** Opening Data shown block **

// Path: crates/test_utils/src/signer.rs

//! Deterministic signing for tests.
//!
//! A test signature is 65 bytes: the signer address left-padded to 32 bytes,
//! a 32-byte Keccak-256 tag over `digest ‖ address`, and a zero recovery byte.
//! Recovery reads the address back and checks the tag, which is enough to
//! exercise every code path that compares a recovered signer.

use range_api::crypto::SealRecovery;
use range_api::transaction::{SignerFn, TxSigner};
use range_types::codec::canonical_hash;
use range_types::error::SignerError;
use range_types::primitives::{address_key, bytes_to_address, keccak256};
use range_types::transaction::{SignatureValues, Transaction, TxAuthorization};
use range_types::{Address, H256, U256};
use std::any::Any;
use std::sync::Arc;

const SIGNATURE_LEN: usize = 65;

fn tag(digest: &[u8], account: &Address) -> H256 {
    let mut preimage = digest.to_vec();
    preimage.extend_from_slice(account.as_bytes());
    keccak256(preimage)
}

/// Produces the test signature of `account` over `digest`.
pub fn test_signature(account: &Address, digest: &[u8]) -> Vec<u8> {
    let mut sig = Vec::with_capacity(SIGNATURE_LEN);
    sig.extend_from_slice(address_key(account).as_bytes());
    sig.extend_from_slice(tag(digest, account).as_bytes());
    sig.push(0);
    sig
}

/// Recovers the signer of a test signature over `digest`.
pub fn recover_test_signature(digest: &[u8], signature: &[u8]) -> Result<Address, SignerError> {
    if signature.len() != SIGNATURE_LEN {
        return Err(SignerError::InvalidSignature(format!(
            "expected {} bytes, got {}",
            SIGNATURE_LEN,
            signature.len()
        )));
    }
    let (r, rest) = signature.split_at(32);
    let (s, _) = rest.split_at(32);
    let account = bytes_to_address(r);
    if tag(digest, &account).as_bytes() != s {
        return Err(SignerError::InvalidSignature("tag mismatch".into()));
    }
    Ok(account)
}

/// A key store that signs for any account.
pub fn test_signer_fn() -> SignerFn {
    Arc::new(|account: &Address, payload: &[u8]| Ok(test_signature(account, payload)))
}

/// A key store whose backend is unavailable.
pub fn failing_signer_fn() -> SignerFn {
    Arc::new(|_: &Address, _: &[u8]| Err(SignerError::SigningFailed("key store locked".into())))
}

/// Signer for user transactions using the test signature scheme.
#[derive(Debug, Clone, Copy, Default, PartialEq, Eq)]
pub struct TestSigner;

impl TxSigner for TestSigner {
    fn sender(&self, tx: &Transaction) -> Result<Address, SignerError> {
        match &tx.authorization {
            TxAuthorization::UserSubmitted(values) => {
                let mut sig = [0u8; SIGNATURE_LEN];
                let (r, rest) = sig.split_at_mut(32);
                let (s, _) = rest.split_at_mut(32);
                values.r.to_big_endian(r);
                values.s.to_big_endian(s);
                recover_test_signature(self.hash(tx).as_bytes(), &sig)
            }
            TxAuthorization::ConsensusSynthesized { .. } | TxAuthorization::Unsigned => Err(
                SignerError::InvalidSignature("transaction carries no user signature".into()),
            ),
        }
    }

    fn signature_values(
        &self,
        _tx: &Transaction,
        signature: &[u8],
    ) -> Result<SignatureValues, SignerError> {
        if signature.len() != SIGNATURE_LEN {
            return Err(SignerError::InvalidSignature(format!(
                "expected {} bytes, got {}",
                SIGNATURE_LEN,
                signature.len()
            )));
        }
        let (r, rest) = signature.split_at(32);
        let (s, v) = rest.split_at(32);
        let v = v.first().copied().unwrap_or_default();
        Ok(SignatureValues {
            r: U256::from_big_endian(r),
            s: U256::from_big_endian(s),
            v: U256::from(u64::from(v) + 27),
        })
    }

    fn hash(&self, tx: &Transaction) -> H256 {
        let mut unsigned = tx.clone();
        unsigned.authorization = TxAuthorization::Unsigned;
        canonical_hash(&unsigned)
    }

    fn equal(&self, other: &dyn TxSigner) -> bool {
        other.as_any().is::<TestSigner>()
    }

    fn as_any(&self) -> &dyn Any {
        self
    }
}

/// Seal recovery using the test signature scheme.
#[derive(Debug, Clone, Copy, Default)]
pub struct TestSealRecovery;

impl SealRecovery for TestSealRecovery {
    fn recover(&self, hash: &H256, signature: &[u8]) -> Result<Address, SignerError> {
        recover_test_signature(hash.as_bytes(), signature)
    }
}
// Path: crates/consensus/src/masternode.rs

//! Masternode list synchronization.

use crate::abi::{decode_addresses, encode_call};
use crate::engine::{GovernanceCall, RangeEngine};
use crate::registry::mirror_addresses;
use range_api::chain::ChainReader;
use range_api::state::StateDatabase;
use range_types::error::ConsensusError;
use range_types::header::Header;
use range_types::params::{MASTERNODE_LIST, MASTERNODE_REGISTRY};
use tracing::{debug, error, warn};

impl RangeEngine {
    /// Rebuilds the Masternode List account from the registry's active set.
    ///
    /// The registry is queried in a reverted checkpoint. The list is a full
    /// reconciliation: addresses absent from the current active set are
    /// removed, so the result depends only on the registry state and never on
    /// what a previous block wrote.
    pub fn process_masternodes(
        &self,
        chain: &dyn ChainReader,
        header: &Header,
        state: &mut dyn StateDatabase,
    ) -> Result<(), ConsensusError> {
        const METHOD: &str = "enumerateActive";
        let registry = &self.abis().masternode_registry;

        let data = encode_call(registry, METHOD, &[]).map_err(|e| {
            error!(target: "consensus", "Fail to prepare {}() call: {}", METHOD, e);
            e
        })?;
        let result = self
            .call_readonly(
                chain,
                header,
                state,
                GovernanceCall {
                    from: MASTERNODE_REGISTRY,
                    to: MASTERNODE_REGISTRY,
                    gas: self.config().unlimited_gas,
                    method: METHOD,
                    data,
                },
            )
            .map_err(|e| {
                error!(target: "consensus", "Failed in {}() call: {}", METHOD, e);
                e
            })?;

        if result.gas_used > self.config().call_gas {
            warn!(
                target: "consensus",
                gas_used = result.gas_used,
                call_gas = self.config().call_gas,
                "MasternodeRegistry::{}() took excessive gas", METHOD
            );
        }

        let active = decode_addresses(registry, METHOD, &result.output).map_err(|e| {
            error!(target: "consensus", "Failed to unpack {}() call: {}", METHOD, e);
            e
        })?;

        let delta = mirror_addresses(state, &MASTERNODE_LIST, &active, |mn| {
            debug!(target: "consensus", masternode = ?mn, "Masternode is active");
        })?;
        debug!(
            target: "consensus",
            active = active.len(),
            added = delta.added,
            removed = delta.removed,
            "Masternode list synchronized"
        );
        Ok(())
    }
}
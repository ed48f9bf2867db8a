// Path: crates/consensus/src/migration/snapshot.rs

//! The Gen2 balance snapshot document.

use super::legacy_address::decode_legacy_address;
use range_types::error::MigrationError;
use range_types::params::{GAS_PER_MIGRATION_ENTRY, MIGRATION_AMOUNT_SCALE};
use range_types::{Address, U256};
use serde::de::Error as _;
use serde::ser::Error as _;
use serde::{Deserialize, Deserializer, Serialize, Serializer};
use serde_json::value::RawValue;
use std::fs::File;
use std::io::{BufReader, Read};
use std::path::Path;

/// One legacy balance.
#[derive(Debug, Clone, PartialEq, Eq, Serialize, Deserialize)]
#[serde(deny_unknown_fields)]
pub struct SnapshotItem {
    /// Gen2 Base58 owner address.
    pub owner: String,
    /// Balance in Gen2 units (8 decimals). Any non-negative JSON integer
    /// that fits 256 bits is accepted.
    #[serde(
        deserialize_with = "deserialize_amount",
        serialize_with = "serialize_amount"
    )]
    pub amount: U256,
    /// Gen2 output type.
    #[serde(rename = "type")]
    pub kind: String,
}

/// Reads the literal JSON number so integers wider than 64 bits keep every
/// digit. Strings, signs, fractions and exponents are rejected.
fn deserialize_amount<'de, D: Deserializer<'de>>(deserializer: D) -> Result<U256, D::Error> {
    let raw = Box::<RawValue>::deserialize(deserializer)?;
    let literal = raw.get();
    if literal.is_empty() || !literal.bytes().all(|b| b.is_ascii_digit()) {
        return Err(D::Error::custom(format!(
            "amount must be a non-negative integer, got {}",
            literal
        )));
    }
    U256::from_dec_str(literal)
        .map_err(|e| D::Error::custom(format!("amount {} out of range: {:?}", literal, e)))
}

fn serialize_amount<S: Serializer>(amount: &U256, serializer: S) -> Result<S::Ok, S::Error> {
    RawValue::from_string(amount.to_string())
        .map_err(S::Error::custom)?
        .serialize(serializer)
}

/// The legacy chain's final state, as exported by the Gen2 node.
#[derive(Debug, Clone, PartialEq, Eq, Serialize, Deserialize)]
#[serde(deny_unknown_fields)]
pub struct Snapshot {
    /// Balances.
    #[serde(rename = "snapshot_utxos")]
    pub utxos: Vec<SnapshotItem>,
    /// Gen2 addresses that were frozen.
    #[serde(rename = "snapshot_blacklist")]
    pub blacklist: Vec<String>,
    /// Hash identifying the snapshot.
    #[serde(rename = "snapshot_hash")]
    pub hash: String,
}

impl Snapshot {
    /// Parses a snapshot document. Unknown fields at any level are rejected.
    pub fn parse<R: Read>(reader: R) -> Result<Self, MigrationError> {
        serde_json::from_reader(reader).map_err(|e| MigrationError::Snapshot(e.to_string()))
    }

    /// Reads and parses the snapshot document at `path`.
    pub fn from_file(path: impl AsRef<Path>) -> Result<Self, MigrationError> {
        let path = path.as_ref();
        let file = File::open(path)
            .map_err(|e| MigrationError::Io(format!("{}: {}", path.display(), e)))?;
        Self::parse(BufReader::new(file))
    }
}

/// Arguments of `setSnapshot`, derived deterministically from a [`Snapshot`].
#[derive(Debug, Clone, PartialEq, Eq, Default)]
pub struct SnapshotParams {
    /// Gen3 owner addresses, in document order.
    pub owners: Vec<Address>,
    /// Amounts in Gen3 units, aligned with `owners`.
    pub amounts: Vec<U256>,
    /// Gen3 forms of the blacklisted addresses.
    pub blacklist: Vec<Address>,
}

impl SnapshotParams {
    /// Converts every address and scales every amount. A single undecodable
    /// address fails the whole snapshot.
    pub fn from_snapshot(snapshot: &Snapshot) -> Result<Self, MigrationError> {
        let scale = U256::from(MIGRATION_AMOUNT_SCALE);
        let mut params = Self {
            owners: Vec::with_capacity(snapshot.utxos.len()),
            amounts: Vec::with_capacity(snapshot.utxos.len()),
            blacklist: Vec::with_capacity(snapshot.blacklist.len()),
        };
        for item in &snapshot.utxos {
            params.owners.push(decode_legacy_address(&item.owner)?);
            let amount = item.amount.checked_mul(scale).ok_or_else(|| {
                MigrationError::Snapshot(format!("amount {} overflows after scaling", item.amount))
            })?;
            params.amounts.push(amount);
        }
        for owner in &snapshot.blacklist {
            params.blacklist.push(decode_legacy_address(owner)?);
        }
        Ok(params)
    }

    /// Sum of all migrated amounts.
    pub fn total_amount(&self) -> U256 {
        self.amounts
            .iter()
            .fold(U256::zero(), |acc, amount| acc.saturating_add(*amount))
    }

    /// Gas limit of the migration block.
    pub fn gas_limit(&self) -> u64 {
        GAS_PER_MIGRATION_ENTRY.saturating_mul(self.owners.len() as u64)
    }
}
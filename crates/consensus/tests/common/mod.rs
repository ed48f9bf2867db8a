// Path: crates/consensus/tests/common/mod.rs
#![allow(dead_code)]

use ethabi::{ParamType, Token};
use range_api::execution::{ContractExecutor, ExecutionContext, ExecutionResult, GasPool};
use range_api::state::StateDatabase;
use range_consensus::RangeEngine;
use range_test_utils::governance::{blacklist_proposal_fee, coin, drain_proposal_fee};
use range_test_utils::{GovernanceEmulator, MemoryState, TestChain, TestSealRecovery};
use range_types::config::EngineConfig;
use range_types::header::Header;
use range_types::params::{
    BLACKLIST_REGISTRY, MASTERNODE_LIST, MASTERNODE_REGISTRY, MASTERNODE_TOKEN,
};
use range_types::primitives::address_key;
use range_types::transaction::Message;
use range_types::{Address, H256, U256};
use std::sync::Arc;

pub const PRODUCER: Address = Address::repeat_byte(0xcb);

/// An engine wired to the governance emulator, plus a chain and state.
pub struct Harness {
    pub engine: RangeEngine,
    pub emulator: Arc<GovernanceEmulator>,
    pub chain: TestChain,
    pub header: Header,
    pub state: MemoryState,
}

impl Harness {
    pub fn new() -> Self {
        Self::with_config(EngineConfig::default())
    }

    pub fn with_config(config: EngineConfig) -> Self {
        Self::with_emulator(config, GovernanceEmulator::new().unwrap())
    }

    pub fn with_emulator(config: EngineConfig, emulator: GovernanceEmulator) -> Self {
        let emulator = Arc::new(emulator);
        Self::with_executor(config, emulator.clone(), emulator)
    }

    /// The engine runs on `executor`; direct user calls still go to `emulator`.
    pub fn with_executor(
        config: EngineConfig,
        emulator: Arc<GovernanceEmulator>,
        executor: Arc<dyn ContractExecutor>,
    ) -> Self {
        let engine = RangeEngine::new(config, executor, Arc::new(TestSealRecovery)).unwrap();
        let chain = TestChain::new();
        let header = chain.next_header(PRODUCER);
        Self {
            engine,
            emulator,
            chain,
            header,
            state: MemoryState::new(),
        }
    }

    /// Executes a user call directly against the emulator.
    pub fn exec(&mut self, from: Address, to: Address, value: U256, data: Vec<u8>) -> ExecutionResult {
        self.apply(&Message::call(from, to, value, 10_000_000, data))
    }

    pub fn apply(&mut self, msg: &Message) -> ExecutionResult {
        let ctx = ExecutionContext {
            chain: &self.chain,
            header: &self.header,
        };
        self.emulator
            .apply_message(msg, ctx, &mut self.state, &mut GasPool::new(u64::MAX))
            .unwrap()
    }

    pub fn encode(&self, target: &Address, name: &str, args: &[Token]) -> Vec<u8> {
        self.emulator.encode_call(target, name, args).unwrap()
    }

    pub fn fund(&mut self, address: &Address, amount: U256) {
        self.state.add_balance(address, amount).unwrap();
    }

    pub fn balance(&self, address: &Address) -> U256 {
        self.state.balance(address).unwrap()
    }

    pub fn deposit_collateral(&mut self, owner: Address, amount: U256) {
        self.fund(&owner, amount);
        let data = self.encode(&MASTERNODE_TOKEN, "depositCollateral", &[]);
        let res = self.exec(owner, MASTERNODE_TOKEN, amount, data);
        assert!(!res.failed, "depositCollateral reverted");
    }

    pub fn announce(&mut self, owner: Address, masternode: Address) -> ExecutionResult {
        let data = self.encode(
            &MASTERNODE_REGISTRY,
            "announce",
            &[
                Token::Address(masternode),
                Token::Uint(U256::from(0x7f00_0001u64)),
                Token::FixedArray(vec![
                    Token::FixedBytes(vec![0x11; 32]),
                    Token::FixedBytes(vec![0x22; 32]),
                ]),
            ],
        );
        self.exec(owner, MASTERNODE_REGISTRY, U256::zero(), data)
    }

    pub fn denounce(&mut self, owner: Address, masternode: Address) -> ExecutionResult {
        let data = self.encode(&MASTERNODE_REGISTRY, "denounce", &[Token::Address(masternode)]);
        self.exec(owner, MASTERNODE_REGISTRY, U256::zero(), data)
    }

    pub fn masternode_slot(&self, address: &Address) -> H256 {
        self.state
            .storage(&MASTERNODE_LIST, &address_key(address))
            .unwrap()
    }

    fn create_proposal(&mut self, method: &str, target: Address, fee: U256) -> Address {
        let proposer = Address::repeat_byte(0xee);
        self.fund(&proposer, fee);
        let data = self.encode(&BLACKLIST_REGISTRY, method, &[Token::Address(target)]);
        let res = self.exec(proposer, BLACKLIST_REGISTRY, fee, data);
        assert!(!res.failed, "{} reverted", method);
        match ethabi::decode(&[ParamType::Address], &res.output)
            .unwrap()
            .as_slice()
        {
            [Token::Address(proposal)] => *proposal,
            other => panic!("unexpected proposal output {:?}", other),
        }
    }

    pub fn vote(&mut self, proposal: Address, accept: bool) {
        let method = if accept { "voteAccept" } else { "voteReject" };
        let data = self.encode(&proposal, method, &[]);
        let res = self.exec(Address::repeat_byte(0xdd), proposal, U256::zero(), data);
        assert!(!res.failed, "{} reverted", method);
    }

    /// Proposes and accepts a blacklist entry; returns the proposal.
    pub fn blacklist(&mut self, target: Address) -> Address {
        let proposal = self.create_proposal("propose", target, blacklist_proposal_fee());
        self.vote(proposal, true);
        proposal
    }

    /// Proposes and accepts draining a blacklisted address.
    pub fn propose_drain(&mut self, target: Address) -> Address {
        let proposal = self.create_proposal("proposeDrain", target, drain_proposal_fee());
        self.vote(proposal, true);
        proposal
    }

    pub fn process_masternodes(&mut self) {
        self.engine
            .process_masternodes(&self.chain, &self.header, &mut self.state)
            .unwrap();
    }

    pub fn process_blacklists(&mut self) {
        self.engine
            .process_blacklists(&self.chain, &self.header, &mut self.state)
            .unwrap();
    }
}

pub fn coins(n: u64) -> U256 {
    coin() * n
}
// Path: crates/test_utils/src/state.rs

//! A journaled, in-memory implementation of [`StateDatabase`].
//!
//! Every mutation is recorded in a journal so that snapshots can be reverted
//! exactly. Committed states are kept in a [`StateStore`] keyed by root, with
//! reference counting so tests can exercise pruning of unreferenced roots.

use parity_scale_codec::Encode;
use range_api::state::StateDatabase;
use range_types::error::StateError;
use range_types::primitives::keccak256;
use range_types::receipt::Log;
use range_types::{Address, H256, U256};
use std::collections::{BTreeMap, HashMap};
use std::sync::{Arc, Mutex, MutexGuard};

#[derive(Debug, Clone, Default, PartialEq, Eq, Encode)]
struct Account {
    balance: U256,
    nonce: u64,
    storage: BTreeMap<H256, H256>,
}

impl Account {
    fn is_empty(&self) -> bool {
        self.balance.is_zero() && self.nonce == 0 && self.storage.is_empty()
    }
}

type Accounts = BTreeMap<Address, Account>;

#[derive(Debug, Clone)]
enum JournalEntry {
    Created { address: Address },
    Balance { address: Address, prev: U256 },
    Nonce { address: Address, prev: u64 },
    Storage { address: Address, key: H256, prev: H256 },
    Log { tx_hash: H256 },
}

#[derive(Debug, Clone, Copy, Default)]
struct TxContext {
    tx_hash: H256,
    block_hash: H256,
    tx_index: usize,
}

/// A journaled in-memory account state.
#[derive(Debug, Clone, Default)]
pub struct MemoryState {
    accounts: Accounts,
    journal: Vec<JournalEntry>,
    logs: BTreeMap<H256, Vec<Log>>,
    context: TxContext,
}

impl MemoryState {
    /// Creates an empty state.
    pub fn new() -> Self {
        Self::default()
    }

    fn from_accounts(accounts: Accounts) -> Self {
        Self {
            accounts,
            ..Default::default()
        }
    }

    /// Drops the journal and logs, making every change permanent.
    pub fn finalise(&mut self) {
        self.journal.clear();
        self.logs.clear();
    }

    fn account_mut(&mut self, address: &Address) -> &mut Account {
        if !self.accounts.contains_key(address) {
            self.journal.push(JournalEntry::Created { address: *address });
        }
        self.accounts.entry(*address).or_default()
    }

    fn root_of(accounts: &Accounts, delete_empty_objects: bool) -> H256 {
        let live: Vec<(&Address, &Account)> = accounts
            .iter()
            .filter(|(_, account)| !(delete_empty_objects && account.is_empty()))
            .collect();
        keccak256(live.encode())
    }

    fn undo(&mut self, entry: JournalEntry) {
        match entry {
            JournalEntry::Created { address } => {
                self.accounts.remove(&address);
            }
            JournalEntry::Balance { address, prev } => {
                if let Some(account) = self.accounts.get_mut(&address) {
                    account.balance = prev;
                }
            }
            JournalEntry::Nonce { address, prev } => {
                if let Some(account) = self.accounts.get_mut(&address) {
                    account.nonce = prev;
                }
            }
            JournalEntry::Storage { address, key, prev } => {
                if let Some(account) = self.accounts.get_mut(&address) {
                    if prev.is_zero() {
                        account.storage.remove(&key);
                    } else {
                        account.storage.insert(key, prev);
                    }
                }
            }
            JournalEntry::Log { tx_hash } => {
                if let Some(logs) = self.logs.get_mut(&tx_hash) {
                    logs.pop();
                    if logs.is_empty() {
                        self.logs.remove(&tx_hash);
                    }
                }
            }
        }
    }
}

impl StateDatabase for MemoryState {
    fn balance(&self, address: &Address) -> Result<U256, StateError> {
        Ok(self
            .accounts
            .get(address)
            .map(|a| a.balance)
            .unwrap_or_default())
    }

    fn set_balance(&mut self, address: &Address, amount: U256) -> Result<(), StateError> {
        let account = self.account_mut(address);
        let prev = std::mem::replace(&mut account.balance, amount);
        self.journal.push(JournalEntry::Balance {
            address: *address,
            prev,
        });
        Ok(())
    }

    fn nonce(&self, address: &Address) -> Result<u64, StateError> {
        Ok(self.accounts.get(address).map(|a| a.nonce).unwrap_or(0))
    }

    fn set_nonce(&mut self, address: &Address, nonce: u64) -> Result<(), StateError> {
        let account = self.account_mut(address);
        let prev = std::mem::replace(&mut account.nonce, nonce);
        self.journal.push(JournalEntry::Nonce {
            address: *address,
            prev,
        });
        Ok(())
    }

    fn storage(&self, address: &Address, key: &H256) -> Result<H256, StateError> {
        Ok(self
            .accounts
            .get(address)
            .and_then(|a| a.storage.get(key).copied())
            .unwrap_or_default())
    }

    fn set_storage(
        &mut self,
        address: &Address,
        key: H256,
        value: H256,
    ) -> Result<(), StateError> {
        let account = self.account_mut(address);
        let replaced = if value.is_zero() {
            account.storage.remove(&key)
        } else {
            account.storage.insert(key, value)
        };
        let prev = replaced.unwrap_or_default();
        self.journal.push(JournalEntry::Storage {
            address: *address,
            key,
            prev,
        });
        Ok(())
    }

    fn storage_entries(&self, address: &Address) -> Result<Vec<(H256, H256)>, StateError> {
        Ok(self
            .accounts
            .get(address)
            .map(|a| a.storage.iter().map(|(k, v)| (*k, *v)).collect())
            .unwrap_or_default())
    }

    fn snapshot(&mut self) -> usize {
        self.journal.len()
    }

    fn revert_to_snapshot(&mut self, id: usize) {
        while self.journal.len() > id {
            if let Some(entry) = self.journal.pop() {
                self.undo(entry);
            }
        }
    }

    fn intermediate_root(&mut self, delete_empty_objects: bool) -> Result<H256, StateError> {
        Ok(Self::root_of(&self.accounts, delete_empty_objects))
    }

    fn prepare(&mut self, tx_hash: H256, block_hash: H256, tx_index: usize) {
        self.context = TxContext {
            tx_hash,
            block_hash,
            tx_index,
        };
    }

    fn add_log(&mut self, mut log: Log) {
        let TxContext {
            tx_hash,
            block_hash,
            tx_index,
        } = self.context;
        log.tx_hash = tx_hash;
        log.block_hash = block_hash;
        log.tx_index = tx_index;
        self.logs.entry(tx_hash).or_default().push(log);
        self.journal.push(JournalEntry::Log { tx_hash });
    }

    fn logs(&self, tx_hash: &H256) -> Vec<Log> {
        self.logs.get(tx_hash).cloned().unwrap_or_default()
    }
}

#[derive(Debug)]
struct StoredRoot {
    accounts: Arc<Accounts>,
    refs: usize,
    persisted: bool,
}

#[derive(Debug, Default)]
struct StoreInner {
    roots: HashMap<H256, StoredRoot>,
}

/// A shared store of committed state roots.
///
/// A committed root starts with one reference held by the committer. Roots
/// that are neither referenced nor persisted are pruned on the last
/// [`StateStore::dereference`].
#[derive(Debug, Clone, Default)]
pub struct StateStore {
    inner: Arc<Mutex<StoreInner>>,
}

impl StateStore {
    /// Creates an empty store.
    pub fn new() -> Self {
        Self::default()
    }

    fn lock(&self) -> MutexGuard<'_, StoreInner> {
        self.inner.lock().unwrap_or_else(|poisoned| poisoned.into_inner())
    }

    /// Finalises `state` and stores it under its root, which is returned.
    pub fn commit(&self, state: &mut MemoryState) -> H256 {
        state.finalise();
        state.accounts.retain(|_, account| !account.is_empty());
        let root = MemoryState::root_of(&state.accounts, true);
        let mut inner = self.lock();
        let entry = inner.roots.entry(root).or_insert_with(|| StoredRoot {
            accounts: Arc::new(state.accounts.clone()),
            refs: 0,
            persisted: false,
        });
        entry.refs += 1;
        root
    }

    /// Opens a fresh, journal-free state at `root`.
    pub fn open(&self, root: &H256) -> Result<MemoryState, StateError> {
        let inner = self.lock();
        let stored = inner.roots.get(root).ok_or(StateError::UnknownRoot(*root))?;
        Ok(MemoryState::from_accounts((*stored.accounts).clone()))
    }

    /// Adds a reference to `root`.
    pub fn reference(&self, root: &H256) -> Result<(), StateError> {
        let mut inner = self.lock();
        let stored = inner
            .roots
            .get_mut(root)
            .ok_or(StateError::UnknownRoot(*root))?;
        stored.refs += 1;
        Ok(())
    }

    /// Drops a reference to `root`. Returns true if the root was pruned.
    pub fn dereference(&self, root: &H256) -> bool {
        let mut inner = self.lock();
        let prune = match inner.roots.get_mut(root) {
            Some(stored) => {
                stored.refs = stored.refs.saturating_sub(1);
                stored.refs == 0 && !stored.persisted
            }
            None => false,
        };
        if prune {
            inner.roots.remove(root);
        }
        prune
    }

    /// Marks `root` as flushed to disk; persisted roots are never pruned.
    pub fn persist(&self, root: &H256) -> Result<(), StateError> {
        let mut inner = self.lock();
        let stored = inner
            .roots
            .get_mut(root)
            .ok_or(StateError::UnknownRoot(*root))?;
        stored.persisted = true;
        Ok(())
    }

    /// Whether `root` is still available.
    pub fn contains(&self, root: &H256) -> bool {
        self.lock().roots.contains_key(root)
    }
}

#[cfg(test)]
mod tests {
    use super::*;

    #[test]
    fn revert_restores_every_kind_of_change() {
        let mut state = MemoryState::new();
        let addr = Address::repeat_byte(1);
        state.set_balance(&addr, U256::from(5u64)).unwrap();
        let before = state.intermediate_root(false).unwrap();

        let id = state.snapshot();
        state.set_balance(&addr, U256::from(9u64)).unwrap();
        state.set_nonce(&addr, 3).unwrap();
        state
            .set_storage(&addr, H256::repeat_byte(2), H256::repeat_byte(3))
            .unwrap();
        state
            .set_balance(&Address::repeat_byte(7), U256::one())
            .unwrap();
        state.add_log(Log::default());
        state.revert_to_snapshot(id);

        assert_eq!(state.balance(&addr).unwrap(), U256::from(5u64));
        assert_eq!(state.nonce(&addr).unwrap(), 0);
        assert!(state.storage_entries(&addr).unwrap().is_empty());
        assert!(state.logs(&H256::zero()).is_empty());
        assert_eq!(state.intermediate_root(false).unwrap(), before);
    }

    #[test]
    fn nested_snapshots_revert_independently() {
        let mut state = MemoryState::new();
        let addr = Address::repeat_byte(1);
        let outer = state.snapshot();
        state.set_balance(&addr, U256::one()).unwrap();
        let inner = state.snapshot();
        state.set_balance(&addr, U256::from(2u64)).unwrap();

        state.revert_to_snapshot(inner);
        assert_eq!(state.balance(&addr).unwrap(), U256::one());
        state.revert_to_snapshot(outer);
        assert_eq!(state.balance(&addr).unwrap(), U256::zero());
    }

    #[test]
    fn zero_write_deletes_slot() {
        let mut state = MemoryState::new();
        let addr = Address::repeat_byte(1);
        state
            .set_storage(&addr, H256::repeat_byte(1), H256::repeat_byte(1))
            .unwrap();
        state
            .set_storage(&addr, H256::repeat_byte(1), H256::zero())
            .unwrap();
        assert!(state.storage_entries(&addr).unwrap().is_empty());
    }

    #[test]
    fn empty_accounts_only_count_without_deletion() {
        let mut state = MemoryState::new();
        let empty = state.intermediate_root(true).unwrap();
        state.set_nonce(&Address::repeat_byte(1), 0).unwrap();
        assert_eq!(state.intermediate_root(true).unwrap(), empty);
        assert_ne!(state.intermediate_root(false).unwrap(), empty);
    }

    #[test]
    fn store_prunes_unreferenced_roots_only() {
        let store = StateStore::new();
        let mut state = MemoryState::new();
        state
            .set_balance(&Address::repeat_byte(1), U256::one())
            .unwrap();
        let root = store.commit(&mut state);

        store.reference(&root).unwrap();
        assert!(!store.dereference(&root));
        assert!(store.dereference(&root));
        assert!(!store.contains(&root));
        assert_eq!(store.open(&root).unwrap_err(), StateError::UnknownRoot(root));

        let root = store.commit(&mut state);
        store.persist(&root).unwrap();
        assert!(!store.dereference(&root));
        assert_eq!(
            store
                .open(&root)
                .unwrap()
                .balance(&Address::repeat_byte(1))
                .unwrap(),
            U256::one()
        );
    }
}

** Closing Data shown block **

(About this task): Your reply must contain exactly the lines from the first line of the data through the line holding "use range_api::crypto::SealRecovery;", and nothing more.

(Answer to this problem):
// Path: crates/test_utils/src/signer.rs

//! Deterministic signing for tests.
//!
//! A test signature is 65 bytes: the signer address left-padded to 32 bytes,
//! a 32-byte Keccak-256 tag over `digest ‖ address`, and a zero recovery byte.
//! Recovery reads the address back and checks the tag, which is enough to
//! exercise every code path that compares a recovered signer.

use range_api::crypto::SealRecovery;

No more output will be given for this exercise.